### Data
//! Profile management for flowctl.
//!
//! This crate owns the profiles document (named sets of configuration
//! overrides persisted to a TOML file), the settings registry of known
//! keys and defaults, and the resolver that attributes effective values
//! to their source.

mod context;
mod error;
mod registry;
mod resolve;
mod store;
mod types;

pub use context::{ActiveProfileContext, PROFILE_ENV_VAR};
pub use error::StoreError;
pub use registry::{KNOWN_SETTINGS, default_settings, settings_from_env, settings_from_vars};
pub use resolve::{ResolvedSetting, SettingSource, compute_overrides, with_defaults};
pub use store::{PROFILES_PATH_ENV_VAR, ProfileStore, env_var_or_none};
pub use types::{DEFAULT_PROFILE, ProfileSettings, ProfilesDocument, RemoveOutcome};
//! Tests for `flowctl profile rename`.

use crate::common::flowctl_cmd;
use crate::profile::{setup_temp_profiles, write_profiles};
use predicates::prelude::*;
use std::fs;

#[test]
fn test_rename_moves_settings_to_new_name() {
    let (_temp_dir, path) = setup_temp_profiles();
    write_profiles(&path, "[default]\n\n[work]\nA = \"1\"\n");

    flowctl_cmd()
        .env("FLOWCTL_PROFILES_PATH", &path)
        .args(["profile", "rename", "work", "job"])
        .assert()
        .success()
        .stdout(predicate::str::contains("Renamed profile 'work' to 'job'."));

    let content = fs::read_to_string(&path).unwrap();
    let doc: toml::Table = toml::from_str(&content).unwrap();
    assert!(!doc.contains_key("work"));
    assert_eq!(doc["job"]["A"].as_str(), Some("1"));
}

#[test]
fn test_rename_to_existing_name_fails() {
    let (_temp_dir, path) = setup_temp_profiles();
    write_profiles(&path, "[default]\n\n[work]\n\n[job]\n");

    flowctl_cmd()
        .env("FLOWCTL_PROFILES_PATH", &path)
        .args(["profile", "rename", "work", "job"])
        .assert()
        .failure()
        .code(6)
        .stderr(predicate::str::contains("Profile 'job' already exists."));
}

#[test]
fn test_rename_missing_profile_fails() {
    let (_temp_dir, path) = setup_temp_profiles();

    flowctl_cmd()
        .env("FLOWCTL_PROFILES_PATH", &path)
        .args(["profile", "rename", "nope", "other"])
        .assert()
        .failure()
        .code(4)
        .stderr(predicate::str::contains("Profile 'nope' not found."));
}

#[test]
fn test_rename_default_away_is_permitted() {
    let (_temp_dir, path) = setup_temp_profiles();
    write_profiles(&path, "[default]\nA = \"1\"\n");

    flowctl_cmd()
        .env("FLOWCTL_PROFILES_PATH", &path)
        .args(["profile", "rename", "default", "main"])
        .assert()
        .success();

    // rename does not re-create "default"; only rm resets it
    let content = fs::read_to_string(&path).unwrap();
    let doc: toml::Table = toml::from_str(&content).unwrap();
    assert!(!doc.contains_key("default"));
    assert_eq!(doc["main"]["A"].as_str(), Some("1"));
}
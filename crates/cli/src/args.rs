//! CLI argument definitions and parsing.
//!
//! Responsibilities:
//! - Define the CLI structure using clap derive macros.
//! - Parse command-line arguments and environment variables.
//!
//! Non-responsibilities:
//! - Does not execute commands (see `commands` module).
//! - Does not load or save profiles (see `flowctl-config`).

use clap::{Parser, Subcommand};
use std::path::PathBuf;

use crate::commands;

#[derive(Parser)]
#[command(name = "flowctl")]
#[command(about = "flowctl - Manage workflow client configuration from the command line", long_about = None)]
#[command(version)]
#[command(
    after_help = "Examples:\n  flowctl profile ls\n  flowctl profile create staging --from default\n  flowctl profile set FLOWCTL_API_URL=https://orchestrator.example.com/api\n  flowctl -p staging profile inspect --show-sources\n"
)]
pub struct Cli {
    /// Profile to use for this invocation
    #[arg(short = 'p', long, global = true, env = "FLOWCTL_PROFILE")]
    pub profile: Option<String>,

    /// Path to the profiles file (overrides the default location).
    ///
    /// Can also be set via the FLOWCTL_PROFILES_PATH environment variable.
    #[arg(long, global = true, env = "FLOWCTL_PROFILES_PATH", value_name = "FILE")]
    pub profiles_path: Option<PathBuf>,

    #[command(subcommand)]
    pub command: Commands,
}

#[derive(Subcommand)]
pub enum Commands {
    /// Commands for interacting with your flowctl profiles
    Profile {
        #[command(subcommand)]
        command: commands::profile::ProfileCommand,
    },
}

### Task goal
All of the entries above must be quoted exactly.

### Exercise result
//! Profile management for flowctl.
//!
//! This crate owns the profiles document (named sets of configuration
//! overrides persisted to a TOML file), the settings registry of known
//! keys and defaults, and the resolver that attributes effective values
//! to their source.

mod context;
mod error;
mod registry;
mod resolve;
mod store;
mod types;

pub use context::{ActiveProfileContext, PROFILE_ENV_VAR};
pub use error::StoreError;
pub use registry::{KNOWN_SETTINGS, default_settings, settings_from_env, settings_from_vars};
pub use resolve::{ResolvedSetting, SettingSource, compute_overrides, with_defaults};
pub use store::{PROFILES_PATH_ENV_VAR, ProfileStore, env_var_or_none};
pub use types::{DEFAULT_PROFILE, ProfileSettings, ProfilesDocument, RemoveOutcome};
//! Tests for `flowctl profile rename`.

use crate::common::flowctl_cmd;
use crate::profile::{setup_temp_profiles, write_profiles};
use predicates::prelude::*;
use std::fs;

#[test]
fn test_rename_moves_settings_to_new_name() {
    let (_temp_dir, path) = setup_temp_profiles();
    write_profiles(&path, "[default]\n\n[work]\nA = \"1\"\n");

    flowctl_cmd()
        .env("FLOWCTL_PROFILES_PATH", &path)
        .args(["profile", "rename", "work", "job"])
        .assert()
        .success()
        .stdout(predicate::str::contains("Renamed profile 'work' to 'job'."));

    let content = fs::read_to_string(&path).unwrap();
    let doc: toml::Table = toml::from_str(&content).unwrap();
    assert!(!doc.contains_key("work"));
    assert_eq!(doc["job"]["A"].as_str(), Some("1"));
}

#[test]
fn test_rename_to_existing_name_fails() {
    let (_temp_dir, path) = setup_temp_profiles();
    write_profiles(&path, "[default]\n\n[work]\n\n[job]\n");

    flowctl_cmd()
        .env("FLOWCTL_PROFILES_PATH", &path)
        .args(["profile", "rename", "work", "job"])
        .assert()
        .failure()
        .code(6)
        .stderr(predicate::str::contains("Profile 'job' already exists."));
}

#[test]
fn test_rename_missing_profile_fails() {
    let (_temp_dir, path) = setup_temp_profiles();

    flowctl_cmd()
        .env("FLOWCTL_PROFILES_PATH", &path)
        .args(["profile", "rename", "nope", "other"])
        .assert()
        .failure()
        .code(4)
        .stderr(predicate::str::contains("Profile 'nope' not found."));
}

#[test]
fn test_rename_default_away_is_permitted() {
    let (_temp_dir, path) = setup_temp_profiles();
    write_profiles(&path, "[default]\nA = \"1\"\n");

    flowctl_cmd()
        .env("FLOWCTL_PROFILES_PATH", &path)
        .args(["profile", "rename", "default", "main"])
        .assert()
        .success();

    // rename does not re-create "default"; only rm resets it
    let content = fs::read_to_string(&path).unwrap();
    let doc: toml::Table = toml::from_str(&content).unwrap();
    assert!(!doc.contains_key("default"));
    assert_eq!(doc["main"]["A"].as_str(), Some("1"));
}
filename crates/cli/src/args.rs
//! CLI argument definitions and parsing.
//!
//! Responsibilities:
//! - Define the CLI structure using clap derive macros.
//! - Parse command-line arguments and environment variables.
//!
//! Non-responsibilities:
//! - Does not execute commands (see `commands` module).
//! - Does not load or save profiles (see `flowctl-config`).

use clap::{Parser, Subcommand};
use std::path::PathBuf;

use crate::commands;

#[derive(Parser)]
#[command(name = "flowctl")]
#[command(about = "flowctl - Manage workflow client configuration from the command line", long_about = None)]
#[command(version)]
#[command(
    after_help = "Examples:\n  flowctl profile ls\n  flowctl profile create staging --from default\n  flowctl profile set FLOWCTL_API_URL=https://orchestrator.example.com/api\n  flowctl -p staging profile inspect --show-sources\n"
)]
pub struct Cli {
    /// Profile to use for this invocation
    #[arg(short = 'p', long, global = true, env = "FLOWCTL_PROFILE")]
    pub profile: Option<String>,

    /// Path to the profiles file (overrides the default location).
    ///
    /// Can also be set via the FLOWCTL_PROFILES_PATH environment variable.
    #[arg(long, global = true, env = "FLOWCTL_PROFILES_PATH", value_name = "FILE")]
    pub profiles_path: Option<PathBuf>,

    #[command(subcommand)]
    pub command: Commands,
}

#[derive(Subcommand)]
pub enum Commands {
    /// Commands for interacting with your flowctl profiles
    Profile {
        #[command(subcommand)]
        command: commands::profile::ProfileCommand,
    },
}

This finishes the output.